Problem to solve:
Your answer should be the records, restated word for word.

[Stored data entries]
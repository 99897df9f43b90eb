//! Line-oriented source buffer shared by the emitters.
//!
//! One sink is created per artifact. It knows nothing about the target
//! language beyond an indentation unit and a table of import aliases.

use crate::error::{Diagnostic, Phase, Result};

use std::collections::{BTreeMap, HashMap};

#[derive(Debug)]
pub struct Sink {
    lines: Vec<String>,
    depth: usize,
    indent: &'static str,
    local: Option<String>,
    aliases: &'static [(&'static str, &'static str)],
    imports: BTreeMap<String, String>,
    declared: HashMap<String, String>,
}

impl Sink {
    /// `local` is the import path of the package being written, if it has one;
    /// qualified names from it are emitted bare.
    pub fn new(
        indent: &'static str,
        local: Option<&str>,
        aliases: &'static [(&'static str, &'static str)],
    ) -> Self {
        Self {
            lines: vec![],
            depth: 0,
            indent,
            local: local.map(str::to_string),
            aliases,
            imports: BTreeMap::new(),
            declared: HashMap::new(),
        }
    }

    pub fn line(&mut self, line: impl AsRef<str>) {
        let line = line.as_ref();
        if line.is_empty() {
            self.lines.push(String::new());
        } else {
            self.lines
                .push(format!("{}{line}", self.indent.repeat(self.depth)));
        }
    }

    /// Writes a multi-line snippet at the current depth. Leading and
    /// trailing blank lines of the snippet are dropped.
    pub fn text(&mut self, text: &str) {
        let text = text.trim_matches('\n');
        for line in text.lines() {
            self.line(line.trim_end());
        }
    }

    /// Separates declarations. Never produces two blank lines in a row, nor
    /// a blank line at the start of the buffer or right after an opening line.
    pub fn blank(&mut self) {
        match self.lines.last() {
            None => {}
            Some(last) if last.is_empty() || last.ends_with('{') || last.ends_with('(') => {}
            Some(_) => self.lines.push(String::new()),
        }
    }

    pub fn indent(&mut self) {
        self.depth += 1;
    }

    pub fn dedent(&mut self) {
        self.depth = self.depth.saturating_sub(1);
    }

    /// `header {` + indented body + `}`.
    pub fn block(&mut self, header: impl AsRef<str>, body: impl FnOnce(&mut Self)) {
        self.block_with(format!("{} {{", header.as_ref()), "}", body)
    }

    pub fn block_with(
        &mut self,
        open: impl AsRef<str>,
        close: impl AsRef<str>,
        body: impl FnOnce(&mut Self),
    ) {
        self.line(open);
        self.indent();
        body(self);
        // a block never ends with a blank line
        while self.lines.last().is_some_and(String::is_empty) {
            self.lines.pop();
        }
        self.dedent();
        self.line(close);
    }

    /// Writes rows with every column but the last padded to a common width.
    pub fn rows(&mut self, rows: &[Vec<String>]) {
        let columns = rows.iter().map(Vec::len).max().unwrap_or_default();
        let mut widths = vec![0; columns];
        for row in rows {
            for (i, cell) in row.iter().enumerate() {
                if i + 1 < row.len() {
                    widths[i] = widths[i].max(cell.chars().count());
                }
            }
        }
        for row in rows {
            let mut line = String::new();
            for (i, cell) in row.iter().enumerate() {
                if i + 1 < row.len() {
                    line.push_str(&format!("{cell:<width$} ", width = widths[i]));
                } else {
                    line.push_str(cell);
                }
            }
            self.line(line.trim_end());
        }
    }

    /// Registers an import and returns its alias.
    pub fn import(&mut self, path: &str) -> String {
        if let Some(alias) = self.imports.get(path) {
            return alias.clone();
        }
        let base = self
            .aliases
            .iter()
            .find(|(known, _)| *known == path)
            .map(|(_, alias)| alias.to_string())
            .unwrap_or_else(|| default_alias(path));

        let mut alias = base.clone();
        let mut n = 2;
        while self.imports.values().any(|taken| *taken == alias) {
            alias = format!("{base}{n}");
            n += 1;
        }
        self.imports.insert(path.to_string(), alias.clone());
        alias
    }

    /// `alias.name`, or the bare name for the local package.
    pub fn qual(&mut self, path: &str, name: &str) -> String {
        if self.local.as_deref() == Some(path) {
            return name.to_string();
        }
        format!("{}.{name}", self.import(path))
    }

    /// Records a top-level identifier; a second declaration of the same
    /// identifier is a [`NameCollision`](crate::DiagnosticKind::NameCollision).
    pub fn declare(&mut self, name: &str, source: &str) -> Result<()> {
        if let Some(first) = self.declared.get(name) {
            return Err(Diagnostic::name_collision(Phase::Emit, name, first, source));
        }
        self.declared.insert(name.to_string(), source.to_string());
        Ok(())
    }

    pub fn declared(&self) -> impl Iterator<Item = (&str, &str)> {
        self.declared
            .iter()
            .map(|(name, source)| (name.as_str(), source.as_str()))
    }

    /// Imports sorted by path, with their aliases.
    pub fn imports(&self) -> &BTreeMap<String, String> {
        &self.imports
    }

    /// The buffered body, terminated by a single newline.
    pub fn body(&self) -> String {
        let mut end = self.lines.len();
        while end > 0 && self.lines[end - 1].is_empty() {
            end -= 1;
        }
        let mut out = self.lines[..end].join("\n");
        out.push('\n');
        out
    }
}

/// Last path segment, skipping a trailing major-version segment such as `v5`.
fn default_alias(path: &str) -> String {
    let mut segments = path.rsplit('/');
    let last = segments.next().unwrap_or(path);
    let is_version =
        last.len() > 1 && last.starts_with('v') && last[1..].chars().all(|c| c.is_ascii_digit());
    let segment = if is_version {
        segments.next().unwrap_or(last)
    } else {
        last
    };
    segment
        .chars()
        .filter(|c| c.is_ascii_alphanumeric() || *c == '_')
        .collect()
}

Answer below:
repository 99897df9f43b90eb
//! Line-oriented source buffer shared by the emitters.
//!
//! One sink is created per artifact. It knows nothing about the target
//! language beyond an indentation unit and a table of import aliases.

use crate::error::{Diagnostic, Phase, Result};

use std::collections::{BTreeMap, HashMap};

#[derive(Debug)]
pub struct Sink {
    lines: Vec<String>,
    depth: usize,
    indent: &'static str,
    local: Option<String>,
    aliases: &'static [(&'static str, &'static str)],
    imports: BTreeMap<String, String>,
    declared: HashMap<String, String>,
}

impl Sink {
    /// `local` is the import path of the package being written, if it has one;
    /// qualified names from it are emitted bare.
    pub fn new(
        indent: &'static str,
        local: Option<&str>,
        aliases: &'static [(&'static str, &'static str)],
    ) -> Self {
        Self {
            lines: vec![],
            depth: 0,
            indent,
            local: local.map(str::to_string),
            aliases,
            imports: BTreeMap::new(),
            declared: HashMap::new(),
        }
    }

    pub fn line(&mut self, line: impl AsRef<str>) {
        let line = line.as_ref();
        if line.is_empty() {
            self.lines.push(String::new());
        } else {
            self.lines
                .push(format!("{}{line}", self.indent.repeat(self.depth)));
        }
    }

    /// Writes a multi-line snippet at the current depth. Leading and
    /// trailing blank lines of the snippet are dropped.
    pub fn text(&mut self, text: &str) {
        let text = text.trim_matches('\n');
        for line in text.lines() {
            self.line(line.trim_end());
        }
    }

    /// Separates declarations. Never produces two blank lines in a row, nor
    /// a blank line at the start of the buffer or right after an opening line.
    pub fn blank(&mut self) {
        match self.lines.last() {
            None => {}
            Some(last) if last.is_empty() || last.ends_with('{') || last.ends_with('(') => {}
            Some(_) => self.lines.push(String::new()),
        }
    }

    pub fn indent(&mut self) {
        self.depth += 1;
    }

    pub fn dedent(&mut self) {
        self.depth = self.depth.saturating_sub(1);
    }

    /// `header {` + indented body + `}`.
    pub fn block(&mut self, header: impl AsRef<str>, body: impl FnOnce(&mut Self)) {
        self.block_with(format!("{} {{", header.as_ref()), "}", body)
    }

    pub fn block_with(
        &mut self,
        open: impl AsRef<str>,
        close: impl AsRef<str>,
        body: impl FnOnce(&mut Self),
    ) {
        self.line(open);
        self.indent();
        body(self);
        // a block never ends with a blank line
        while self.lines.last().is_some_and(String::is_empty) {
            self.lines.pop();
        }
        self.dedent();
        self.line(close);
    }

    /// Writes rows with every column but the last padded to a common width.
    pub fn rows(&mut self, rows: &[Vec<String>]) {
        let columns = rows.iter().map(Vec::len).max().unwrap_or_default();
        let mut widths = vec![0; columns];
        for row in rows {
            for (i, cell) in row.iter().enumerate() {
                if i + 1 < row.len() {
                    widths[i] = widths[i].max(cell.chars().count());
                }
            }
        }
        for row in rows {
            let mut line = String::new();
            for (i, cell) in row.iter().enumerate() {
                if i + 1 < row.len() {
                    line.push_str(&format!("{cell:<width$} ", width = widths[i]));
                } else {
                    line.push_str(cell);
                }
            }
            self.line(line.trim_end());
        }
    }

    /// Registers an import and returns its alias.
    pub fn import(&mut self, path: &str) -> String {
        if let Some(alias) = self.imports.get(path) {
            return alias.clone();
        }
        let base = self
            .aliases
            .iter()
            .find(|(known, _)| *known == path)
            .map(|(_, alias)| alias.to_string())
            .unwrap_or_else(|| default_alias(path));

        let mut alias = base.clone();
        let mut n = 2;
        while self.imports.values().any(|taken| *taken == alias) {
            alias = format!("{base}{n}");
            n += 1;
        }
        self.imports.insert(path.to_string(), alias.clone());
        alias
    }

    /// `alias.name`, or the bare name for the local package.
    pub fn qual(&mut self, path: &str, name: &str) -> String {
        if self.local.as_deref() == Some(path) {
            return name.to_string();
        }
        format!("{}.{name}", self.import(path))
    }

    /// Records a top-level identifier; a second declaration of the same
    /// identifier is a [`NameCollision`](crate::DiagnosticKind::NameCollision).
    pub fn declare(&mut self, name: &str, source: &str) -> Result<()> {
        if let Some(first) = self.declared.get(name) {
            return Err(Diagnostic::name_collision(Phase::Emit, name, first, source));
        }
        self.declared.insert(name.to_string(), source.to_string());
        Ok(())
    }

    pub fn declared(&self) -> impl Iterator<Item = (&str, &str)> {
        self.declared
            .iter()
            .map(|(name, source)| (name.as_str(), source.as_str()))
    }

    /// Imports sorted by path, with their aliases.
    pub fn imports(&self) -> &BTreeMap<String, String> {
        &self.imports
    }

    /// The buffered body, terminated by a single newline.
    pub fn body(&self) -> String {
        let mut end = self.lines.len();
        while end > 0 && self.lines[end - 1].is_empty() {
            end -= 1;
        }
        let mut out = self.lines[..end].join("\n");
        out.push('\n');
        out
    }
}

/// Last path segment, skipping a trailing major-version segment such as `v5`.
fn default_alias(path: &str) -> String {
    let mut segments = path.rsplit('/');
    let last = segments.next().unwrap_or(path);
    let is_version =
        last.len() > 1 && last.starts_with('v') && last[1..].chars().all(|c| c.is_ascii_digit());
    let segment = if is_version {
        segments.next().unwrap_or(last)
    } else {
        last
    };
    segment
        .chars()
        .filter(|c| c.is_ascii_alphanumeric() || *c == '_')
        .collect()
}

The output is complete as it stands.